Lakeith Stanfield, Alejandro Edda, Keegan-Michael Key et Claire Lovering font partie de l'équipe de Parker. Ils planifient un casse, leurs plans se trompent, alors ils planifient un autre casse. Si vous n'aimez pas les films de braquage, vous regardez le mauvais film de braquage. C'est très cambriolage. Si vous aimez les films où Mark Wahlberg est parfaitement jeté, vous regardez également le mauvais film. Mais à part cela, «Play Dirty» livre. C'est venteux, il est plein d'esprit, il est rapide et rempli de subversions légères de tropes criminels communs. Il a même un spectacle à l'ancienne, sous la forme d'une épave de train et d'une poursuite en voiture au milieu d'une course de chevaux – bien que les deux séquences aient des effets visuels décevants.
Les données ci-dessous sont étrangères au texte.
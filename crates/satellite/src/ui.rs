//! UI helper components

use eframe::egui;

pub const ACCENT: egui::Color32 = egui::Color32::from_rgb(0, 212, 170);
pub const FAILURE: egui::Color32 = egui::Color32::from_rgb(252, 68, 68);

/// Open URL in the system browser
pub fn open_url_new_tab(url: &str) {
    let _ = open::that(url);
}

/// Copy to clipboard
pub fn copy_to_clipboard(text: &str) {
    if let Ok(mut clipboard) = arboard::Clipboard::new() {
        let _ = clipboard.set_text(text);
    }
}

/// Styled heading with accent color
pub fn styled_heading(ui: &mut egui::Ui, text: &str) {
    ui.heading(egui::RichText::new(text).color(ACCENT));
}

/// Section header with separator
pub fn section_header(ui: &mut egui::Ui, text: &str) {
    ui.add_space(10.0);
    ui.horizontal(|ui| {
        ui.label(egui::RichText::new(text).strong().size(14.0));
    });
    ui.separator();
}

/// Hyperlink-styled label that opens the URL externally when clicked.
pub fn external_link(ui: &mut egui::Ui, label: &str, url: &str) {
    let response = ui
        .link(egui::RichText::new(label).color(ui.visuals().hyperlink_color))
        .on_hover_text(url.to_owned());
    if response.clicked() {
        open_url_new_tab(url);
    }
}

/// Round step marker: done, active, or pending.
pub fn step_bubble(ui: &mut egui::Ui, ordinal: u8, reached: bool, active: bool) {
    let (text, color) = if reached && !active {
        ("✔".to_owned(), ACCENT)
    } else {
        (format!("{ordinal}"), if active { ACCENT } else { egui::Color32::GRAY })
    };
    ui.label(
        egui::RichText::new(text)
            .strong()
            .size(16.0)
            .color(color),
    );
}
Alan Silvestri a composé la partition de «Parker», et bien que sa musique se fasse parfois en arrière-plan, son thème principal est son meilleur travail en plus d'une décennie. C'est une pièce de retour, un peu ludique et un peu romantique, épaissi de personnalité. Cela ressemble à l'ouverture qui aurait joué il y a 60 ans dans un film de Parker classique avec Steve McQueen ou Clint Eastwood. C'est une composition mémorable qui vend mieux la vision de Black pour ce film que la cinématographie générique, qui fait le travail – donc Parker ne serait pas fou – même s'il manque de finesse.
Le fait est que dans «Jouer Dirty» et le processus de sa production, les personnes qui comprennent la mission et qui ont fait les devoirs sont les vrais héros. Pendant ce temps, Mark Wahlberg Mark Wahlbergs, tous Mark Wahlbergily. C'est une présence réconfortante dans un film où son travail consistait à intimider. Il est crédible quand il plaisante avec Lakeith Stanfield, mais pas quand il (prétendument) frappe la terreur dans le cœur des autres criminels juste à cause de sa confiance, de son intelligence et de sa volonté de tuer. Il est facile d'imaginer Lakeith Stanfield en tant que Parker. Il est facile d'imaginer Rosa Salazar en tant que Parker. Il est difficile d'imaginer Mark Wahlberg en tant que Parker, même après l'avoir regardé jouer Parker pendant deux heures.
Vous ne pouvez pas faire une omelette sans casser quelques œufs, mais vous devez savoir comment les casser, ou vous pourriez vous retrouver avec un bol plein de coquilles. Et vous devez savoir comment les cuisiner, sinon ils perdent leur texture. « Joue Dirty » en fait une omelette décente, mais la recette est un peu décalée, et c'est ennuyeux parce que nous avons faim pour un grand film Parker. Nous en avons eu beaucoup, en fait, mais seuls quelques-uns ont bien fait le travail («Point Blank» de John Boorman reste l'étalon-or). Mais si vous êtes affamé pour des films de câpre, «jouer sale» est juste assez dur pour satisfaire. Ce n'est tout simplement pas à la propre norme professionnelle de Parker et très professionnelle.
« Joue Dirty » frappe le streaming mercredi sur Prime Video.